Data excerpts

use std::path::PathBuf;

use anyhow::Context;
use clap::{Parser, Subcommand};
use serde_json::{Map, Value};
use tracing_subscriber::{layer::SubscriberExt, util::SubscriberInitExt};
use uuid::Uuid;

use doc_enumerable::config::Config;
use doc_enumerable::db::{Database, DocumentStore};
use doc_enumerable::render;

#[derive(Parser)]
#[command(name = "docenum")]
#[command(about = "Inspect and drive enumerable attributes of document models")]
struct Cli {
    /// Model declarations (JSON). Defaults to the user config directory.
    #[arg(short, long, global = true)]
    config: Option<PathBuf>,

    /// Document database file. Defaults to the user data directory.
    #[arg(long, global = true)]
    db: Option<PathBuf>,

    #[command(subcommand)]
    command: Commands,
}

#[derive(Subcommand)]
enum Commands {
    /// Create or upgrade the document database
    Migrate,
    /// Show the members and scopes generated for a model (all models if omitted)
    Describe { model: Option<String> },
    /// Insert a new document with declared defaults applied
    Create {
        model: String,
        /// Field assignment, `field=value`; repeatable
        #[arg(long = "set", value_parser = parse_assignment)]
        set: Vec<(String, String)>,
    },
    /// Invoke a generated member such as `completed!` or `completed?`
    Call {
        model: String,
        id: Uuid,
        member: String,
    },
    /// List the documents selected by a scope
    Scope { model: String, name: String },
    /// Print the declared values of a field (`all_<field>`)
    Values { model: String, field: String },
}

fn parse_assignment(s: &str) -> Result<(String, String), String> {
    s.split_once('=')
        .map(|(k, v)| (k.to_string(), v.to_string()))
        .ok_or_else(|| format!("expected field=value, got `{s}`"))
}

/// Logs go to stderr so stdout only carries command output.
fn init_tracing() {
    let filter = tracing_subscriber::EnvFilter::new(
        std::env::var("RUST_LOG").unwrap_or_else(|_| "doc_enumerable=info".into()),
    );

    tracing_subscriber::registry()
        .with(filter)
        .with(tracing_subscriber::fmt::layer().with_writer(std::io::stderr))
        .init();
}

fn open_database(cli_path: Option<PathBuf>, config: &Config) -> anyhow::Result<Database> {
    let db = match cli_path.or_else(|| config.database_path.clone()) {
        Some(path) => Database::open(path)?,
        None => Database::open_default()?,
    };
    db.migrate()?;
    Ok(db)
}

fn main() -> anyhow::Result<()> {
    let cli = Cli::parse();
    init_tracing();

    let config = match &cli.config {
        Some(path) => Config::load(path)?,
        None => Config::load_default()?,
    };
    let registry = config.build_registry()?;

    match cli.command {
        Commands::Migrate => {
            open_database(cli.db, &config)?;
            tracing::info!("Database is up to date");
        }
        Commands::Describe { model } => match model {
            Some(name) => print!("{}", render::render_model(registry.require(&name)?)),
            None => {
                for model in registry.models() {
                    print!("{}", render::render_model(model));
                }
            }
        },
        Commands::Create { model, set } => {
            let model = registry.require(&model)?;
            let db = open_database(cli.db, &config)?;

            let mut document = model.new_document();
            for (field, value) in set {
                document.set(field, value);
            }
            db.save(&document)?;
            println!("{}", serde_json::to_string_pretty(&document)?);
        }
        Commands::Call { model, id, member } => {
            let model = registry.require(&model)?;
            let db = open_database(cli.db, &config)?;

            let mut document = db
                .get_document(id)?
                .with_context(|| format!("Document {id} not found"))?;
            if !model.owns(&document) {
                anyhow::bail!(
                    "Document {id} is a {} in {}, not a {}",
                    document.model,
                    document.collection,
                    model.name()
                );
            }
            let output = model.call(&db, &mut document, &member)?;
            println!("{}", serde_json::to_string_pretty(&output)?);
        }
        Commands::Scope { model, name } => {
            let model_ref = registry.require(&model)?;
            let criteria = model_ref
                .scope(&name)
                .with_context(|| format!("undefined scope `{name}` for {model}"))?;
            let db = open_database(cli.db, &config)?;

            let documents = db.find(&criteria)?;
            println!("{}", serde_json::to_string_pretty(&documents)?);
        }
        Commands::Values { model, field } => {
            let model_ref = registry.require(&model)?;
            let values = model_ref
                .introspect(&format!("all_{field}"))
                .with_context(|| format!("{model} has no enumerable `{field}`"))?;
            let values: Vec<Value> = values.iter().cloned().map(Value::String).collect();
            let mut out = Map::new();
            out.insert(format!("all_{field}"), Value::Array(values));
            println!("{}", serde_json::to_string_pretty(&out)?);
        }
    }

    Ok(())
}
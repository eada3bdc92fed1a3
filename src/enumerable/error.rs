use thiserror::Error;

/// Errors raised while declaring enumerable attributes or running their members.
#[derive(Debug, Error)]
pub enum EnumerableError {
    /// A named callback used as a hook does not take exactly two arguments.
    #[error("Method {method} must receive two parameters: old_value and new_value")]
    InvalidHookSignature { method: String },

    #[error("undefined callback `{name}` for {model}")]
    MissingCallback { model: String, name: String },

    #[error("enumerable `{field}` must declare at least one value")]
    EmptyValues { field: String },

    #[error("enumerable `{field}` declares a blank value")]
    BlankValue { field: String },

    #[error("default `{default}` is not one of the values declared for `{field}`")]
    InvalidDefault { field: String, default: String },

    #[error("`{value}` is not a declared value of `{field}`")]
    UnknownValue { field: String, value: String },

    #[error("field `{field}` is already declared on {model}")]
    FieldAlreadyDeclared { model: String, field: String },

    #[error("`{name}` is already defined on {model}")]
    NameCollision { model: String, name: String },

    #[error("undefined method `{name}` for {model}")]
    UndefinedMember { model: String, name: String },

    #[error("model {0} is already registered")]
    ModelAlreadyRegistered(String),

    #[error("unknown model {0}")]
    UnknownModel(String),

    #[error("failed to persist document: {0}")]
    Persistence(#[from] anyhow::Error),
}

**PROBLEM TO WORK ON**. Collect the lines of the data that carry the word "format".

**TASK SOLUTION**.
        .ok_or_else(|| format!("expected field=value, got `{s}`"))
                .with_context(|| format!("Document {id} not found"))?;
                .with_context(|| format!("undefined scope `{name}` for {model}"))?;
                .introspect(&format!("all_{field}"))
                .with_context(|| format!("{model} has no enumerable `{field}`"))?;
            out.insert(format!("all_{field}"), Value::Array(values));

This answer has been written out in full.